Prompt —
Take the data below and repeat it exactly.
'''
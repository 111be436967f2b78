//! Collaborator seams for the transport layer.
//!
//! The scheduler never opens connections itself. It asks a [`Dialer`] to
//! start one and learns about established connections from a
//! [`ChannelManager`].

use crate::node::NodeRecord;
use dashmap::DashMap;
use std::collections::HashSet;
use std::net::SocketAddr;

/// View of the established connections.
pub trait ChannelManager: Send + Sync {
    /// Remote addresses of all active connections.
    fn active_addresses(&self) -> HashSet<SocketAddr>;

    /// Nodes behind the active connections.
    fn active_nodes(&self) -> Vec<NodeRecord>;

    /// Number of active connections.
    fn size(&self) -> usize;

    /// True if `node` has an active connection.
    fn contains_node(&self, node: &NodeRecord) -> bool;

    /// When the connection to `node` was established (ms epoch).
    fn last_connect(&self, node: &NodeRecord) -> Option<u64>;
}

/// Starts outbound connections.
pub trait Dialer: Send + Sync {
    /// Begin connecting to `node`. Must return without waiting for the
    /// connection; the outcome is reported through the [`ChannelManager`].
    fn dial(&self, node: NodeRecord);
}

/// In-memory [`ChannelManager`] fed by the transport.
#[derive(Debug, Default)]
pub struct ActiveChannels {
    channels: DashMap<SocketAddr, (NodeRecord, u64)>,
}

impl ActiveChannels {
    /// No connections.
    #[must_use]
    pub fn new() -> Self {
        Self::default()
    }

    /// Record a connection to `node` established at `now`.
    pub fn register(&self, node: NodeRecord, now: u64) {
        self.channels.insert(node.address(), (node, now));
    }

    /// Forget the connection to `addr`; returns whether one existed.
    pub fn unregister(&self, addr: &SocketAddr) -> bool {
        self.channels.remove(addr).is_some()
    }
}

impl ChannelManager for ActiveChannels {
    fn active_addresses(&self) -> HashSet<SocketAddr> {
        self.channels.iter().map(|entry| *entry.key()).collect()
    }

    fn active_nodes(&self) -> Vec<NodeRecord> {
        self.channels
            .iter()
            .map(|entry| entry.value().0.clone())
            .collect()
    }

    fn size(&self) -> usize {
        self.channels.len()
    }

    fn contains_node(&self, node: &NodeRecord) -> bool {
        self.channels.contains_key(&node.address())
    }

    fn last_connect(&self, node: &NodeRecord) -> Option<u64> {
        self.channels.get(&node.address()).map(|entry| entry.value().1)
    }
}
'''
Answer box —
repository 111be436967f2b78
//! Collaborator seams for the transport layer.
//!
//! The scheduler never opens connections itself. It asks a [`Dialer`] to
//! start one and learns about established connections from a
//! [`ChannelManager`].

use crate::node::NodeRecord;
use dashmap::DashMap;
use std::collections::HashSet;
use std::net::SocketAddr;

/// View of the established connections.
pub trait ChannelManager: Send + Sync {
    /// Remote addresses of all active connections.
    fn active_addresses(&self) -> HashSet<SocketAddr>;

    /// Nodes behind the active connections.
    fn active_nodes(&self) -> Vec<NodeRecord>;

    /// Number of active connections.
    fn size(&self) -> usize;

    /// True if `node` has an active connection.
    fn contains_node(&self, node: &NodeRecord) -> bool;

    /// When the connection to `node` was established (ms epoch).
    fn last_connect(&self, node: &NodeRecord) -> Option<u64>;
}

/// Starts outbound connections.
pub trait Dialer: Send + Sync {
    /// Begin connecting to `node`. Must return without waiting for the
    /// connection; the outcome is reported through the [`ChannelManager`].
    fn dial(&self, node: NodeRecord);
}

/// In-memory [`ChannelManager`] fed by the transport.
#[derive(Debug, Default)]
pub struct ActiveChannels {
    channels: DashMap<SocketAddr, (NodeRecord, u64)>,
}

impl ActiveChannels {
    /// No connections.
    #[must_use]
    pub fn new() -> Self {
        Self::default()
    }

    /// Record a connection to `node` established at `now`.
    pub fn register(&self, node: NodeRecord, now: u64) {
        self.channels.insert(node.address(), (node, now));
    }

    /// Forget the connection to `addr`; returns whether one existed.
    pub fn unregister(&self, addr: &SocketAddr) -> bool {
        self.channels.remove(addr).is_some()
    }
}

impl ChannelManager for ActiveChannels {
    fn active_addresses(&self) -> HashSet<SocketAddr> {
        self.channels.iter().map(|entry| *entry.key()).collect()
    }

    fn active_nodes(&self) -> Vec<NodeRecord> {
        self.channels
            .iter()
            .map(|entry| entry.value().0.clone())
            .collect()
    }

    fn size(&self) -> usize {
        self.channels.len()
    }

    fn contains_node(&self, node: &NodeRecord) -> bool {
        self.channels.contains_key(&node.address())
    }

    fn last_connect(&self, node: &NodeRecord) -> Option<u64> {
        self.channels.get(&node.address()).map(|entry| entry.value().1)
    }
}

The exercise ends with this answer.